--- Data records ---

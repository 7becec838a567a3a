//! Caching decorator for any [`QuoteProvider`].

use std::sync::Arc;

use async_trait::async_trait;

use super::{QuoteCache, QuoteProvider};
use crate::error::Result;
use crate::model::Quote;

/// Serves fresh cached quotes and stores every successful fetch.
///
/// Concurrent misses for the same ticker both go upstream; the later write
/// simply overwrites the earlier one.
pub struct CachedQuoteProvider {
    inner: Arc<dyn QuoteProvider>,
    cache: Arc<QuoteCache>,
}

impl CachedQuoteProvider {
    pub fn new(inner: Arc<dyn QuoteProvider>, cache: Arc<QuoteCache>) -> Self {
        Self { inner, cache }
    }

    pub fn cache(&self) -> &Arc<QuoteCache> {
        &self.cache
    }
}

#[async_trait]
impl QuoteProvider for CachedQuoteProvider {
    async fn fetch_quote(&self, ticker: &str) -> Result<Quote> {
        let symbol = ticker.trim().to_uppercase();

        if let Some(quote) = self.cache.get(&symbol).await {
            tracing::debug!(ticker = %symbol, "quote cache hit");
            return Ok(quote);
        }

        let quote = self.inner.fetch_quote(&symbol).await?;
        self.cache.insert(quote.clone()).await;
        Ok(quote)
    }

    async fn health_check(&self) -> bool {
        self.inner.health_check().await
    }

    fn name(&self) -> &str {
        self.inner.name()
    }
}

---

- [Requirement]: Produce the entries above once more, identical in every detail.

- [Response to the exercise]:
repository 7becec838a567a3a
//! Caching decorator for any [`QuoteProvider`].

use std::sync::Arc;

use async_trait::async_trait;

use super::{QuoteCache, QuoteProvider};
use crate::error::Result;
use crate::model::Quote;

/// Serves fresh cached quotes and stores every successful fetch.
///
/// Concurrent misses for the same ticker both go upstream; the later write
/// simply overwrites the earlier one.
pub struct CachedQuoteProvider {
    inner: Arc<dyn QuoteProvider>,
    cache: Arc<QuoteCache>,
}

impl CachedQuoteProvider {
    pub fn new(inner: Arc<dyn QuoteProvider>, cache: Arc<QuoteCache>) -> Self {
        Self { inner, cache }
    }

    pub fn cache(&self) -> &Arc<QuoteCache> {
        &self.cache
    }
}

#[async_trait]
impl QuoteProvider for CachedQuoteProvider {
    async fn fetch_quote(&self, ticker: &str) -> Result<Quote> {
        let symbol = ticker.trim().to_uppercase();

        if let Some(quote) = self.cache.get(&symbol).await {
            tracing::debug!(ticker = %symbol, "quote cache hit");
            return Ok(quote);
        }

        let quote = self.inner.fetch_quote(&symbol).await?;
        self.cache.insert(quote.clone()).await;
        Ok(quote)
    }

    async fn health_check(&self) -> bool {
        self.inner.health_check().await
    }

    fn name(&self) -> &str {
        self.inner.name()
    }
}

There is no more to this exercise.